• **Task instructions**: Number of lines with "under" in the data: give that figure by itself.

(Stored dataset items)

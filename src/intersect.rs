// Copyright 2017 Tristam MacDonald
//
// Licensed under the Apache License, Version 2.0 (the "License");
// you may not use this file except in compliance with the License.
// You may obtain a copy of the License at
//
//     http://www.apache.org/licenses/LICENSE-2.0
//
// Unless required by applicable law or agreed to in writing, software
// distributed under the License is distributed on an "AS IS" BASIS,
// WITHOUT WARRANTIES OR CONDITIONS OF ANY KIND, either express or implied.
// See the License for the specific language governing permissions and
// limitations under the License.

//! Stage 1: locate grid edges whose endpoints straddle the iso-level.
//!
//! Grounded on `MarchingCuPy/FindIntersects.py`'s `find_intersects`. The
//! source computes edge-ids from the *local* index of a pair of
//! overlapping slices, a scheme that is only correct when every axis of
//! every slice-pair has its "from" view start at the canonical low corner
//! of the edge it tests. We make that requirement an explicit per-axis
//! [`Step`] instead of inferring it from slice-start arithmetic, which lets
//! the same code serve axis-aligned edges (squares, cubes) and the
//! diagonal edges used by `marching_triangles` without reproducing the
//! sign-losing `vector_from_slices(..., absolute=True)` interpolation bug
//! the diagonal case hits in the CuPy source.

use crate::error::MarchingError;
use crate::interpolation::Interpolation;
use ndarray::{Array2, ArrayD, ArrayViewD, Slice};

/// How a single axis moves across a slice-pair's edge.
#[derive(Debug, Copy, Clone, PartialEq, Eq)]
pub enum Step {
    /// This axis does not move; both views sample the same coordinate.
    Fixed,
    /// This axis increases by one from the "from" view to the "to" view.
    Forward,
    /// This axis decreases by one from the "from" view to the "to" view.
    Backward,
}

/// One axis (or diagonal) direction that [`find_intersects`] scans.
///
/// `direction` must match the `EdgeDirection` values used by the bound
/// [`crate::geometry::GeometryTable`] so that edge-ids agree between the
/// two stages.
pub struct SlicePair {
    pub direction: usize,
    pub steps: Vec<Step>,
}

impl SlicePair {
    /// The `nD` axis-aligned slice-pairs shared by every dimension: axis
    /// `k` steps forward while every other axis stays fixed, with
    /// `direction == k`. Grounded on `MarchingNumPy/MarchingSquares.py`'s
    /// `INTERSECT_SLICE_INDEXES` and `MarchingCuPy/MarchingSquares.py`'s
    /// 3-axis analogue used for cubes.
    pub fn axis_aligned(nd: usize) -> Vec<SlicePair> {
        (0..nd)
            .map(|axis| SlicePair {
                direction: axis,
                steps: (0..nd)
                    .map(|k| if k == axis { Step::Forward } else { Step::Fixed })
                    .collect(),
            })
            .collect()
    }
}

fn slice_from<'a>(mut view: ArrayViewD<'a, f64>, steps: &[Step], from: bool) -> ArrayViewD<'a, f64> {
    view.slice_each_axis_inplace(|ax| {
        let len = ax.len as isize;
        match (steps[ax.axis.index()], from) {
            (Step::Fixed, _) => Slice::from(0..len),
            (Step::Forward, true) => Slice::from(0..len - 1),
            (Step::Forward, false) => Slice::from(1..len),
            (Step::Backward, true) => Slice::from(1..len),
            (Step::Backward, false) => Slice::from(0..len - 1),
        }
    });
    view
}

fn slice_bool_from<'a>(
    view: &'a ArrayD<bool>,
    steps: &[Step],
    from: bool,
) -> ndarray::ArrayViewD<'a, bool> {
    view.slice_each_axis(|ax| {
        let len = ax.len as isize;
        match (steps[ax.axis.index()], from) {
            (Step::Fixed, _) => Slice::from(0..len),
            (Step::Forward, true) => Slice::from(0..len - 1),
            (Step::Forward, false) => Slice::from(1..len),
            (Step::Backward, true) => Slice::from(1..len),
            (Step::Backward, false) => Slice::from(0..len - 1),
        }
    })
}

/// Output of [`find_intersects`]: parallel vertex coordinates and edge-ids.
#[derive(Debug)]
pub struct IntersectOutput {
    pub vertices: Array2<f32>,
    pub edge_ids: Vec<u64>,
}

/// Finds every grid edge along the given `slice_pairs` whose endpoints
/// straddle the (already zero-referenced) iso-level, interpolates the
/// crossing point, and assigns each crossing a unique edge-id.
///
/// `volume` and `volume_test` must have matching shape and rank; `volume`
/// is assumed already zero-referenced against the level.
pub fn find_intersects(
    volume: ArrayViewD<f64>,
    volume_test: &ArrayD<bool>,
    slice_pairs: &[SlicePair],
    size_multiplier: &[u64],
    interpolation: Interpolation,
) -> Result<IntersectOutput, MarchingError> {
    if volume.len() == 0 {
        return Err(MarchingError::InvalidInput(
            "there must be at least one value in each supplied dimension".into(),
        ));
    }
    if volume_test.shape() != volume.shape() {
        return Err(MarchingError::InvalidInput(
            "volume_test shape must match volume shape".into(),
        ));
    }

    let nd = volume.ndim();
    let mut vertices = Vec::new();
    let mut edge_ids = Vec::new();

    for pair in slice_pairs {
        if pair.steps.len() != nd {
            return Err(MarchingError::InvalidInput(format!(
                "slice-pair step count {} does not match volume rank {}",
                pair.steps.len(),
                nd
            )));
        }

        let test_from = slice_bool_from(volume_test, &pair.steps, true);
        let test_to = slice_bool_from(volume_test, &pair.steps, false);
        let value_from = slice_from(volume.view(), &pair.steps, true);
        let value_to = slice_from(volume.view(), &pair.steps, false);

        let mut count = 0usize;
        for ((idx, &a), &b) in test_from.indexed_iter().zip(test_to.iter()) {
            if a == b {
                continue;
            }
            count += 1;

            let v_a = value_from[idx.clone()];
            let v_b = value_to[idx.clone()];
            let t = match interpolation {
                Interpolation::Halfway => 0.5,
                _ => interpolation.offset(v_a, v_b),
            };

            let mut edge_id: u64 = pair.direction as u64;
            let mut coord = vec![0f32; nd];
            for axis in 0..nd {
                let local = idx[axis] as u64;
                edge_id += local * size_multiplier[axis];
                coord[axis] = match pair.steps[axis] {
                    Step::Fixed => local as f32,
                    Step::Forward => local as f32 + t as f32,
                    Step::Backward => local as f32 + 1.0 - t as f32,
                };
            }
            vertices.extend_from_slice(&coord);
            edge_ids.push(edge_id);
        }
        log::trace!(
            "intersect: direction {} found {} crossings",
            pair.direction,
            count
        );
    }

    let n = edge_ids.len();
    let vertices = Array2::from_shape_vec((n, nd), vertices)
        .expect("vertex buffer length must be n * nd by construction");
    log::debug!("intersect: {} vertices across {} directions", n, slice_pairs.len());
    Ok(IntersectOutput { vertices, edge_ids })
}

#[cfg(test)]
mod tests {
    use super::*;
    use ndarray::{arr2, IxDyn};

    fn test_array(volume: &ndarray::Array2<f64>) -> ArrayD<bool> {
        volume.mapv(|v| v >= 0.0).into_dyn()
    }

    #[test]
    fn s1_single_segment_square() {
        // S1: volume = [[1,1],[1,-1]], level 0, LINEAR.
        let volume = arr2(&[[1.0, 1.0], [1.0, -1.0]]);
        let test = test_array(&volume);
        let volume_dyn = volume.clone().into_dyn();
        let pairs = SlicePair::axis_aligned(2);
        let sm = crate::grid::size_multiplier(volume.shape(), 2);
        let out = find_intersects(volume_dyn.view(), &test, &pairs, &sm, Interpolation::Linear)
            .unwrap();
        assert_eq!(out.vertices.nrows(), 2);
    }

    #[test]
    fn uniform_volume_has_no_crossings() {
        let volume = ArrayD::<f64>::from_elem(IxDyn(&[3, 3]), 1.0);
        let test = test_array(&volume.clone().into_dimensionality().unwrap());
        let pairs = SlicePair::axis_aligned(2);
        let sm = crate::grid::size_multiplier(volume.shape(), 2);
        let out =
            find_intersects(volume.view(), &test, &pairs, &sm, Interpolation::Linear).unwrap();
        assert_eq!(out.vertices.nrows(), 0);
        assert!(out.edge_ids.is_empty());
    }

    #[test]
    fn rejects_empty_volume() {
        let volume = ArrayD::<f64>::zeros(IxDyn(&[0, 3]));
        let test = volume.mapv(|v| v >= 0.0);
        let pairs = SlicePair::axis_aligned(2);
        let sm = crate::grid::size_multiplier(volume.shape(), 2);
        let err =
            find_intersects(volume.view(), &test, &pairs, &sm, Interpolation::Linear).unwrap_err();
        assert!(matches!(err, MarchingError::InvalidInput(_)));
    }
}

• **Response to the task**: 3